:: Work item ::
Output everything in the listing exactly.

Top of Dataset entries

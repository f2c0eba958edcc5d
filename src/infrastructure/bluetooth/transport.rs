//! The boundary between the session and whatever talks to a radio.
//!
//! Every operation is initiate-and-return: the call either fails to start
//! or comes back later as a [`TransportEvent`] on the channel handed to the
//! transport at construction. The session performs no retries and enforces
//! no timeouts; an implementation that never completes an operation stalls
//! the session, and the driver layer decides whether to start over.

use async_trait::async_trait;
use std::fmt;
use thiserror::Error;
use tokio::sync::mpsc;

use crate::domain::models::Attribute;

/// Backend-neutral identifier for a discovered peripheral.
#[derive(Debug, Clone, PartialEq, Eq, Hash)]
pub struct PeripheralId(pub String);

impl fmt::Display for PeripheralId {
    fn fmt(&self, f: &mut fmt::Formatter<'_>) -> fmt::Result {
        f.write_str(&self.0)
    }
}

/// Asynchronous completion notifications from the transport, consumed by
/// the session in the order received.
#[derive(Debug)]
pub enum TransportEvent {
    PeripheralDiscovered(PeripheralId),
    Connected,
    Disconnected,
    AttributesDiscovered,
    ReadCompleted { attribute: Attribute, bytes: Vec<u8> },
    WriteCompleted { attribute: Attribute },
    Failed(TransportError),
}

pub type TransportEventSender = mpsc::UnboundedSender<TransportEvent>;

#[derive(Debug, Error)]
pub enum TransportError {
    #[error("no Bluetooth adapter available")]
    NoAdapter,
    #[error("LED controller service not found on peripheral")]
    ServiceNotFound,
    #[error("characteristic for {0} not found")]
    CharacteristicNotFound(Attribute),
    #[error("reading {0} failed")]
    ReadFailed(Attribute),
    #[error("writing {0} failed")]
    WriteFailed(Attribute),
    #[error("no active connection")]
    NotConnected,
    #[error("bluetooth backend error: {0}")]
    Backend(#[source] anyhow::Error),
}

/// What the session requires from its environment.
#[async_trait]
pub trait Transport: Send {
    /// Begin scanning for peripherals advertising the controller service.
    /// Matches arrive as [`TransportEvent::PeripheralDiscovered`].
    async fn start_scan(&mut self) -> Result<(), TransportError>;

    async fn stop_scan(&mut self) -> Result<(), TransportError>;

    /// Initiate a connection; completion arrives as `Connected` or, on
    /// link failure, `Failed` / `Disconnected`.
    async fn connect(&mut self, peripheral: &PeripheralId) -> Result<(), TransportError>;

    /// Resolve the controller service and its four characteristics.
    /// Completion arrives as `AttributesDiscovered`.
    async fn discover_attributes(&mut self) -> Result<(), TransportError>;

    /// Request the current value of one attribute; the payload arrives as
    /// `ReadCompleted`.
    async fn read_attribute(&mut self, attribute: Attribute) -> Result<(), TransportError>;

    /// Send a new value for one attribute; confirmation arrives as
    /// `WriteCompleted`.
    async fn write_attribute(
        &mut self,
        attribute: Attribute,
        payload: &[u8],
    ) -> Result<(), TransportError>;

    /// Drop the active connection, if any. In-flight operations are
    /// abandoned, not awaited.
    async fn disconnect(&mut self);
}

Bottom of Dataset entries

:: Your response ::
repository f2c0eba958edcc5d
filename src/infrastructure/bluetooth/transport.rs
//! The boundary between the session and whatever talks to a radio.
//!
//! Every operation is initiate-and-return: the call either fails to start
//! or comes back later as a [`TransportEvent`] on the channel handed to the
//! transport at construction. The session performs no retries and enforces
//! no timeouts; an implementation that never completes an operation stalls
//! the session, and the driver layer decides whether to start over.

use async_trait::async_trait;
use std::fmt;
use thiserror::Error;
use tokio::sync::mpsc;

use crate::domain::models::Attribute;

/// Backend-neutral identifier for a discovered peripheral.
#[derive(Debug, Clone, PartialEq, Eq, Hash)]
pub struct PeripheralId(pub String);

impl fmt::Display for PeripheralId {
    fn fmt(&self, f: &mut fmt::Formatter<'_>) -> fmt::Result {
        f.write_str(&self.0)
    }
}

/// Asynchronous completion notifications from the transport, consumed by
/// the session in the order received.
#[derive(Debug)]
pub enum TransportEvent {
    PeripheralDiscovered(PeripheralId),
    Connected,
    Disconnected,
    AttributesDiscovered,
    ReadCompleted { attribute: Attribute, bytes: Vec<u8> },
    WriteCompleted { attribute: Attribute },
    Failed(TransportError),
}

pub type TransportEventSender = mpsc::UnboundedSender<TransportEvent>;

#[derive(Debug, Error)]
pub enum TransportError {
    #[error("no Bluetooth adapter available")]
    NoAdapter,
    #[error("LED controller service not found on peripheral")]
    ServiceNotFound,
    #[error("characteristic for {0} not found")]
    CharacteristicNotFound(Attribute),
    #[error("reading {0} failed")]
    ReadFailed(Attribute),
    #[error("writing {0} failed")]
    WriteFailed(Attribute),
    #[error("no active connection")]
    NotConnected,
    #[error("bluetooth backend error: {0}")]
    Backend(#[source] anyhow::Error),
}

/// What the session requires from its environment.
#[async_trait]
pub trait Transport: Send {
    /// Begin scanning for peripherals advertising the controller service.
    /// Matches arrive as [`TransportEvent::PeripheralDiscovered`].
    async fn start_scan(&mut self) -> Result<(), TransportError>;

    async fn stop_scan(&mut self) -> Result<(), TransportError>;

    /// Initiate a connection; completion arrives as `Connected` or, on
    /// link failure, `Failed` / `Disconnected`.
    async fn connect(&mut self, peripheral: &PeripheralId) -> Result<(), TransportError>;

    /// Resolve the controller service and its four characteristics.
    /// Completion arrives as `AttributesDiscovered`.
    async fn discover_attributes(&mut self) -> Result<(), TransportError>;

    /// Request the current value of one attribute; the payload arrives as
    /// `ReadCompleted`.
    async fn read_attribute(&mut self, attribute: Attribute) -> Result<(), TransportError>;

    /// Send a new value for one attribute; confirmation arrives as
    /// `WriteCompleted`.
    async fn write_attribute(
        &mut self,
        attribute: Attribute,
        payload: &[u8],
    ) -> Result<(), TransportError>;

    /// Drop the active connection, if any. In-flight operations are
    /// abandoned, not awaited.
    async fn disconnect(&mut self);
}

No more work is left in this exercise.